Intorno al segno di Dino Buzzati

Dibattiti, incontri e letture per capire l'arte del grande scrittore

Elena Gaiardoni

«A Renzo Cortina il quale, non contento di avermi tratto a perdizione, pervicacemente continua a trarmi, e si propone fortemente di insistere. Egli mi ha fatto ricco, sì ma TOTALMENTE DISONORATO! Con affetto insincero, Dino Buzzati. 7 luglio 1967».

Se per parlare di uno scrittore iniziamo dalle stanze di una galleria d'arte milanese, colonna di vita e del suo sinonimo, cultura, è perché le giornate buzzatiane, in corso al teatro Menotti fino al 22 gennaio, iniziano dall'incontro di una giornalista, Maria Teresa Ferrari, con un quadro dell'autore, noto per aver dato segno e corso al «Deserto dei Tartari», che Buzzati stesso definì «il libro della mia vita».

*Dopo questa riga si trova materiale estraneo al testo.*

use codeview_core::{
    DocConfig, DocEvent, Document, HighlightProgress, Mode, ModeHandle, ModeRegistry, ModeSpec,
    Pos, StringStream, StyleId,
};
use pretty_assertions::assert_eq;
use std::cell::RefCell;
use std::rc::Rc;

const COMMENT: StyleId = 1;
const WORD: StyleId = 2;

/// `/* ... */` block comments spanning lines, words everywhere else.
struct BlockComments;

impl Mode for BlockComments {
    type State = bool;

    fn name(&self) -> &str {
        "block-comments"
    }

    fn start_state(&self) -> bool {
        false
    }

    fn token(&self, stream: &mut StringStream<'_>, in_comment: &mut bool) -> Option<StyleId> {
        if *in_comment {
            loop {
                if stream.match_str("*/", true, false) {
                    *in_comment = false;
                    break;
                }
                if stream.next().is_none() {
                    break;
                }
            }
            return Some(COMMENT);
        }
        if stream.match_str("/*", true, false) {
            *in_comment = true;
            return Some(COMMENT);
        }
        if stream.eat_while(|c: char| c.is_alphanumeric()) {
            return Some(WORD);
        }
        stream.next();
        None
    }
}

fn run_worker(doc: &mut Document) {
    let mut rounds = 0;
    let budget = doc.config().work_time();
    while let HighlightProgress::Yielded { .. } = doc.highlight_step(budget) {
        rounds += 1;
        assert!(rounds < 10_000, "highlight worker does not make progress");
    }
}

fn thousand_lines() -> String {
    (0..1000).map(|i| format!("word{i} more")).collect::<Vec<_>>().join("\n")
}

#[test]
fn test_edit_retreats_frontier_and_worker_catches_up() {
    let mut doc = Document::with_mode(
        &thousand_lines(),
        DocConfig::default(),
        ModeHandle::new(BlockComments),
    );
    assert!(doc.needs_highlight());
    run_worker(&mut doc);
    assert_eq!(doc.frontiers().highlight, 1000);
    assert!(!doc.needs_highlight());

    doc.replace_range("x", Pos::new(10, 0), Pos::new(10, 0), None).unwrap();
    assert!(doc.frontiers().highlight <= 10);
    assert!(doc.frontiers().mode <= 10);

    run_worker(&mut doc);
    assert_eq!(doc.frontiers().highlight, doc.line_count());
}

#[test]
fn test_opening_comment_restyles_following_lines() {
    let mut doc = Document::with_mode(
        "a\nb\nc\nd",
        DocConfig::default(),
        ModeHandle::new(BlockComments),
    );
    run_worker(&mut doc);
    let restyled = Rc::new(RefCell::new(Vec::new()));
    let log = restyled.clone();
    doc.subscribe(move |event| {
        if let DocEvent::LinesRestyled(lines) = event {
            log.borrow_mut().extend(lines.iter().copied());
        }
    });

    doc.replace_range("/*", Pos::new(1, 0), Pos::new(1, 0), None).unwrap();
    run_worker(&mut doc);
    assert_eq!(*restyled.borrow(), vec![1, 2, 3]);
    assert_eq!(doc.token_at(Pos::new(3, 1), true).style, Some(COMMENT));
    assert_eq!(doc.token_at(Pos::new(0, 1), true).style, Some(WORD));

    let state = doc.state_after(3, true).unwrap();
    assert_eq!(state.downcast_ref::<bool>(), Some(&true));
}

#[test]
fn test_registry_resolves_mime_types() {
    let mut registry = ModeRegistry::new();
    registry.define_mode("block-comments", |_| ModeHandle::new(BlockComments));
    registry.define_mime("text/x-blocks", ModeSpec::new("block-comments"));

    assert_eq!(registry.get_mode("text/x-blocks").name(), "block-comments");
    assert_eq!(registry.get_mode("block-comments").name(), "block-comments");
    assert_eq!(registry.get_mode("text/unknown").name(), "null");

    let mut doc = Document::new("plain");
    doc.set_mode(registry.get_mode("text/x-blocks"));
    assert_eq!(doc.line_styles(0).unwrap().spans.len(), 1);
}

#[test]
fn test_queries_replay_from_first_line_without_saved_states() {
    let mut doc = Document::with_mode("/* open\nx\ny", DocConfig::default(), ModeHandle::new(BlockComments));

    let state = doc.state_after(2, true).unwrap();
    assert_eq!(state.downcast_ref::<bool>(), Some(&true));
    assert_eq!(doc.token_at(Pos::new(2, 1), false).style, Some(COMMENT));
    assert_eq!(doc.token_at(Pos::new(1, 1), true).style, Some(COMMENT));
}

Il titolo della rassegna è «Intorno a Dino Buzzati. Incontri, libri e teatro» perché il mondo di uno scrittore è un palcoscenico carnale, fortificato, inespresso che difficilmente si vede quando lo si legge. «Il segno. Il tratto. La pennellata. Termini legati alla pittura, ma non dimentichiamo che anche l'arte dello scrivere è un'arte pittorica» racconta Maria Teresa Ferrari, che stasera interviene al Menotti (ore 18) in «Un clandestino nella città dei pittori», insieme ad Antonio Panzuto, scenografo e vincitore del premio «Le maschere del teatro italiano», proprio per le scenografie del «Deserto dei Tartari», in scena in queste sere sempre al Menotti in un adattamento teatrale di Paolo Valerio, regista dello spettacolo del Teatro Stabile del Veneto - Teatro Nazionale.

La calligrafia è di-segno, ovvero di-vertimento e di-versione del segno. La calligrafia è pittura della voce interiore coniugata all'altra voce, quella dell'ispirazione, apparentemente esterna. Buzzati aleggia sul palcoscenico, dove la scrittura di scena è parola, oggetto, quadro, libro. Domani (ore 17) la rassegna presenta «Poema a fumetti», «l'opera più completa e complessa dell'universo buzzatiano» dice la Ferrari. Spettacolo di immagini e parole, interpretato da Paolo Valerio, musiche originali di Antonio di Pofi, al pianoforte Sabrina Reale. Domenica alle 11 l'incontro «Dino Buzzati e la fortezza Bastiani» con i giornalisti del «Corriere della Sera» Lorenzo Viganò e Marzio Breda.